8.      Mempermudah orang yang berbakat fiqh dalam mengikuti (memahami) bagian-bagian hukum
dengan mengeluarkannya dari tempatnya.
BAB III
PENUTUP

A. KESIMPULAN
Dari pembahasan di atas dapat disimpulkan bahwa mempelajari Fiqh, Ushul Fiqh,
Syari’ah, Qawa’idul Fiqh dan Hukum Islam sangatlah diperlukan agar kita dapat dan tahu apa
pengertian, persamaan, maupun perbedaan dari Fiqh, Ushul Fiqh, Syari’ah, dan Qawaidul Fiqh.
Ilmu fiqih adalah ilmu yang berbicara tentang hukum-hukum syar’i amali yang diambil dari
dalil-dalil yang tafsili yang terdapat dalam al-Qur’an, hadits, ijma dan qiyas. Pada pokoknya
yang menjadi objek pembahasan ilmu fiqih adalah perbuatan mukalaf dilihat dari sudut hukum
syara’ yang terbagi dalam tiga kelompok besar, yaitu ibadah, mu’amalah, dan ‘uqubah.
Ilmu fiqih sebagai suatu bidang keilmuan memiliki ciri khas, diantaranya: Al Ahkam
(tentang hukum-hukum), Asy Syar’iyah (yang diambil dari Syariat), Al ‘Amaliyah (berkenaan
dengan amal perbuatan), Al Muktasib Min Adillatiha At Tafshiliyyat (diperoleh dari dalil-dalil
yang terperinci bagi hukum-hukum tersebut)
Antara fiqh, syariat, dan hukum islam ada satu persamaan yang mengaitkan antara ketiganya.
Fiqh adalah aturan yang baru diterapkan pada zaman nabi Muhammad. Syariat adalah aturan
Allah yang telah diterapkan sejak nabi terdahulu Adam, As. Hingga sekarang dan berlaku sangat
umum.

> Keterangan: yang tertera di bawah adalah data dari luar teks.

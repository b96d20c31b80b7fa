//! SQL text for every registry operation.
//!
//! Statements are rendered once at start-up for the configured table and
//! backend. The table name is the only piece of SQL that comes from
//! configuration; it is validated as an identifier and quoted. Request values
//! are always bound as parameters.

use crate::models::DatabaseType;

/// Validated `table` or `schema.table` identifier.
#[derive(Debug, Clone, PartialEq, Eq)]
pub struct TableName {
    schema: Option<String>,
    table: String,
}

impl TableName {
    /// Parse `table` or `schema.table`. Each part must match `[A-Za-z_][A-Za-z0-9_]*`.
    pub fn parse(s: &str) -> Result<Self, String> {
        let parts: Vec<&str> = s.split('.').collect();
        let (schema, table) = match parts.as_slice() {
            [table] => (None, *table),
            [schema, table] => (Some(*schema), *table),
            _ => {
                return Err(format!(
                    "Invalid table name '{}': expected 'table' or 'schema.table'",
                    s
                ));
            }
        };

        for part in schema.iter().chain(std::iter::once(&table)) {
            if !is_identifier(part) {
                return Err(format!(
                    "Invalid table name '{}': '{}' is not a plain identifier",
                    s, part
                ));
            }
        }

        Ok(Self {
            schema: schema.map(String::from),
            table: table.to_string(),
        })
    }

    /// Double-quoted form usable in PostgreSQL and SQLite.
    pub fn quoted(&self) -> String {
        match &self.schema {
            Some(schema) => format!("\"{}\".\"{}\"", schema, self.table),
            None => format!("\"{}\"", self.table),
        }
    }
}

impl std::fmt::Display for TableName {
    fn fmt(&self, f: &mut std::fmt::Formatter<'_>) -> std::fmt::Result {
        match &self.schema {
            Some(schema) => write!(f, "{}.{}", schema, self.table),
            None => f.write_str(&self.table),
        }
    }
}

fn is_identifier(s: &str) -> bool {
    let mut chars = s.chars();
    match chars.next() {
        Some(c) if c.is_ascii_alphabetic() || c == '_' => {}
        _ => return false,
    }
    chars.all(|c| c.is_ascii_alphanumeric() || c == '_')
}

/// Positional bind placeholder for the backend (1-based).
fn placeholder(db_type: DatabaseType, n: usize) -> String {
    match db_type {
        DatabaseType::PostgreSQL => format!("${}", n),
        DatabaseType::SQLite => format!("?{}", n),
    }
}

const RECORD_COLUMNS: &str = r#"nombre, usuario, password, "database", activa"#;

/// Rendered SQL for one backend and table.
#[derive(Debug, Clone)]
pub struct Statements {
    /// binds: active, name
    pub set_active: String,
    /// binds: active
    pub set_all_active: String,
    pub list_connections: String,
    /// binds: name. Yields a single `1` when the record exists.
    pub connection_exists: String,
    /// binds: name
    pub delete_connection: String,
    /// binds: name, user, password, database, active
    pub insert_connection: String,
    /// binds: new name, old name
    pub rename_connection: String,
    /// None when the backend has no user catalog.
    pub list_users: Option<String>,
    pub list_databases: String,
    pub current_database: String,
}

impl Statements {
    pub fn new(db_type: DatabaseType, table: &TableName) -> Self {
        let t = table.quoted();
        let p = |n| placeholder(db_type, n);

        let (list_users, list_databases, current_database) = match db_type {
            DatabaseType::PostgreSQL => (
                Some("SELECT usename::text AS username FROM pg_catalog.pg_user".to_string()),
                "SELECT datname::text AS datname FROM pg_catalog.pg_database".to_string(),
                r#"SELECT current_database()::text AS "database""#.to_string(),
            ),
            DatabaseType::SQLite => (
                None,
                "SELECT name AS datname FROM pragma_database_list".to_string(),
                r#"SELECT name AS "database" FROM pragma_database_list WHERE seq = 0"#
                    .to_string(),
            ),
        };

        Self {
            set_active: format!("UPDATE {t} SET activa = {} WHERE nombre = {}", p(1), p(2)),
            set_all_active: format!("UPDATE {t} SET activa = {}", p(1)),
            list_connections: format!("SELECT {RECORD_COLUMNS} FROM {t}"),
            connection_exists: format!("SELECT 1 FROM {t} WHERE nombre = {}", p(1)),
            delete_connection: format!("DELETE FROM {t} WHERE nombre = {}", p(1)),
            insert_connection: format!(
                "INSERT INTO {t} ({RECORD_COLUMNS}) VALUES ({}, {}, {}, {}, {})",
                p(1),
                p(2),
                p(3),
                p(4),
                p(5)
            ),
            rename_connection: format!("UPDATE {t} SET nombre = {} WHERE nombre = {}", p(1), p(2)),
            list_users,
            list_databases,
            current_database,
        }
    }
}
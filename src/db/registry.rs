//! Data access for the connection registry.
//!
//! Each method runs exactly one statement on the shared pool. Row-affecting
//! methods return the affected-row count; deciding whether zero rows means
//! "not found" is left to the caller.

use crate::config::DatabaseConfig;
use crate::db::pool::DbPool;
use crate::db::statements::{Statements, TableName};
use crate::db::types::RowToJson;
use crate::error::RegistryResult;
use crate::models::{ConnectionRecord, DatabaseName, DatabaseUser, NewConnection};
use serde_json::{Map, Value as JsonValue};
use tracing::{debug, info};

/// Registry handle shared by all request handlers.
#[derive(Debug, Clone)]
pub struct ConnectionRegistry {
    pool: DbPool,
    statements: Statements,
}

impl ConnectionRegistry {
    /// Wrap an existing pool.
    pub fn new(pool: DbPool, table: &TableName) -> Self {
        let statements = Statements::new(pool.db_type(), table);
        Self { pool, statements }
    }

    /// Open the pool described by `config` and wrap it.
    pub async fn connect(config: &DatabaseConfig, table: &TableName) -> RegistryResult<Self> {
        let pool = DbPool::connect(config).await?;
        info!(table = %table, "Connection registry ready");
        Ok(Self::new(pool, table))
    }

    pub fn pool(&self) -> &DbPool {
        &self.pool
    }

    /// Set `activa` for one record. Returns the affected-row count.
    pub async fn set_active(&self, name: &str, active: bool) -> RegistryResult<u64> {
        debug!(name = %name, active, "Setting connection state");
        let sql = self.statements.set_active.as_str();
        let result = impl_db_dispatch!(&self.pool, |p| sqlx::query(sql)
            .bind(active)
            .bind(name)
            .execute(p)
            .await?
            .rows_affected());
        Ok(result)
    }

    /// Set `activa` to false on every record. Returns the affected-row count.
    pub async fn deactivate_all(&self) -> RegistryResult<u64> {
        let sql = self.statements.set_all_active.as_str();
        let result = impl_db_dispatch!(&self.pool, |p| sqlx::query(sql)
            .bind(false)
            .execute(p)
            .await?
            .rows_affected());
        debug!(affected = result, "Deactivated all connections");
        Ok(result)
    }

    /// List the backend's login users. Empty for backends without a user catalog.
    pub async fn list_users(&self) -> RegistryResult<Vec<DatabaseUser>> {
        let Some(sql) = self.statements.list_users.as_deref() else {
            return Ok(Vec::new());
        };
        let users = impl_db_dispatch!(&self.pool, |p| sqlx::query_as::<_, DatabaseUser>(sql)
            .fetch_all(p)
            .await?);
        Ok(users)
    }

    pub async fn list_databases(&self) -> RegistryResult<Vec<DatabaseName>> {
        let sql = self.statements.list_databases.as_str();
        let databases = impl_db_dispatch!(&self.pool, |p| sqlx::query_as::<_, DatabaseName>(sql)
            .fetch_all(p)
            .await?);
        Ok(databases)
    }

    pub async fn list_connections(&self) -> RegistryResult<Vec<ConnectionRecord>> {
        let sql = self.statements.list_connections.as_str();
        let records = impl_db_dispatch!(&self.pool, |p| sqlx::query_as::<_, ConnectionRecord>(sql)
            .fetch_all(p)
            .await?);
        debug!(count = records.len(), "Listed connections");
        Ok(records)
    }

    /// Whether a record with this name exists. Reads no columns.
    pub async fn exists(&self, name: &str) -> RegistryResult<bool> {
        let sql = self.statements.connection_exists.as_str();
        let found = impl_db_dispatch!(&self.pool, |p| sqlx::query_scalar::<_, i32>(sql)
            .bind(name)
            .fetch_optional(p)
            .await?);
        Ok(found.is_some())
    }

    /// Delete a record by name. Returns the affected-row count.
    pub async fn delete(&self, name: &str) -> RegistryResult<u64> {
        debug!(name = %name, "Deleting connection");
        let sql = self.statements.delete_connection.as_str();
        let result = impl_db_dispatch!(&self.pool, |p| sqlx::query(sql)
            .bind(name)
            .execute(p)
            .await?
            .rows_affected());
        Ok(result)
    }

    /// Insert a new record. `activa` always starts false.
    pub async fn create(&self, new: &NewConnection) -> RegistryResult<u64> {
        debug!(name = %new.name, "Creating connection");
        let sql = self.statements.insert_connection.as_str();
        let result = impl_db_dispatch!(&self.pool, |p| sqlx::query(sql)
            .bind(new.name.as_str())
            .bind(new.user.as_str())
            .bind(new.password.as_str())
            .bind(new.database.as_str())
            .bind(false)
            .execute(p)
            .await?
            .rows_affected());
        Ok(result)
    }

    /// Rows describing the database the pool is connected to.
    pub async fn current_database(&self) -> RegistryResult<Vec<Map<String, JsonValue>>> {
        let sql = self.statements.current_database.as_str();
        let rows = impl_db_dispatch!(&self.pool, |p| sqlx::query(sql)
            .fetch_all(p)
            .await?
            .iter()
            .map(|row| row.to_json_map())
            .collect());
        Ok(rows)
    }

    /// Rename a record. Returns the affected-row count.
    pub async fn rename(&self, old_name: &str, new_name: &str) -> RegistryResult<u64> {
        debug!(old_name = %old_name, new_name = %new_name, "Renaming connection");
        let sql = self.statements.rename_connection.as_str();
        let result = impl_db_dispatch!(&self.pool, |p| sqlx::query(sql)
            .bind(new_name)
            .bind(old_name)
            .execute(p)
            .await?
            .rows_affected());
        Ok(result)
    }

    /// Close the underlying pool.
    pub async fn close(&self) {
        info!("Closing database pool");
        self.pool.close().await;
    }
}
//! Shared setup for integration tests.

#![allow(dead_code)]

use connection_registry::config::DatabaseConfig;
use connection_registry::db::{ConnectionRegistry, DbPool, TableName};
use connection_registry::handlers::{self, AppState};
use connection_registry::models::{ConnectionRecord, NewConnection};
use std::sync::Arc;
use tempfile::NamedTempFile;

pub const TABLE: &str = "conexiones";

const CREATE_TABLE: &str = r#"CREATE TABLE conexiones (
    nombre TEXT PRIMARY KEY,
    usuario TEXT,
    password TEXT,
    "database" TEXT,
    activa BOOLEAN DEFAULT FALSE
)"#;

/// Create a registry on a fresh SQLite file with the registry table in place.
pub async fn setup_registry() -> ConnectionRegistry {
    let temp_file = NamedTempFile::new().unwrap();
    // Keep the temp file alive - prevent deletion when function returns
    let db_path = temp_file
        .into_temp_path()
        .keep()
        .unwrap()
        .to_str()
        .unwrap()
        .to_string();

    let config = DatabaseConfig::parse(&format!("sqlite:{}", db_path), None).unwrap();
    let registry = ConnectionRegistry::connect(&config, &TableName::parse(TABLE).unwrap())
        .await
        .unwrap();

    if let DbPool::SQLite(pool) = registry.pool() {
        sqlx::query(CREATE_TABLE).execute(pool).await.unwrap();
    } else {
        panic!("Expected SQLite pool");
    }

    registry
}

/// Router over a fresh registry.
pub async fn setup_app(empty_list_ok: bool) -> (axum::Router, ConnectionRegistry) {
    let registry = setup_registry().await;
    let state = Arc::new(AppState::new(registry.clone(), empty_list_ok));
    (handlers::router(state), registry)
}

pub fn new_connection(name: &str) -> NewConnection {
    NewConnection {
        name: name.to_string(),
        user: "alice".to_string(),
        password: "x".to_string(),
        database: "app".to_string(),
    }
}

/// Look a record up through the listing.
pub async fn find_record(registry: &ConnectionRegistry, name: &str) -> Option<ConnectionRecord> {
    registry
        .list_connections()
        .await
        .unwrap()
        .into_iter()
        .find(|r| r.name == name)
}

/// Insert a row directly, bypassing the create operation.
pub async fn insert_raw(registry: &ConnectionRegistry, sql: &str) {
    match registry.pool() {
        DbPool::SQLite(pool) => {
            sqlx::query(sql).execute(pool).await.unwrap();
        }
        DbPool::Postgres(_) => panic!("Expected SQLite pool"),
    }
}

Sedangkan Hukum lebih ditekankan kepada analisis suatu peristiwa pada dasar hukum
al-Qur’an dan as-Sunnah
B. SARAN
Demikian makalah ini kami buat. Kami yakin makalah ini masih banyak kekurangan baik
dari segi isi maupun penulisan. Untuk itu, lami meminta kritik dan saran dari berbagai pihak.
Semoga makalah ini dapat memberikan manfaat khususnya bagi kami selaku penulis dan
umumnya bagi pembaca semua. Terima kasih.

DAFTAR PUSTAKA

Suyatno.2011.Dasar-Dasar Ilmu Fiqh dan Ushul Fiqh.Jogjakarta : Ar-Ruzz Media

Syafe’i,Rachmat.2010.Ilmu Ushul Fiqh.Bandung : CV.Pustaka Setia

Zuhri,Saifudin.2009.Ushul Fiqh.Yogyakarta : Pustaka Pelajar

Anwar, Syahrul. Ilmu Fiqh dan Ushul Fiqh. 2010. Bogor : Ghalia Indonesia.

Timur Jaelani, Dkk. Ilmu Fiqih. 1982. Yogyakarta. : Rajagrafindo Persada.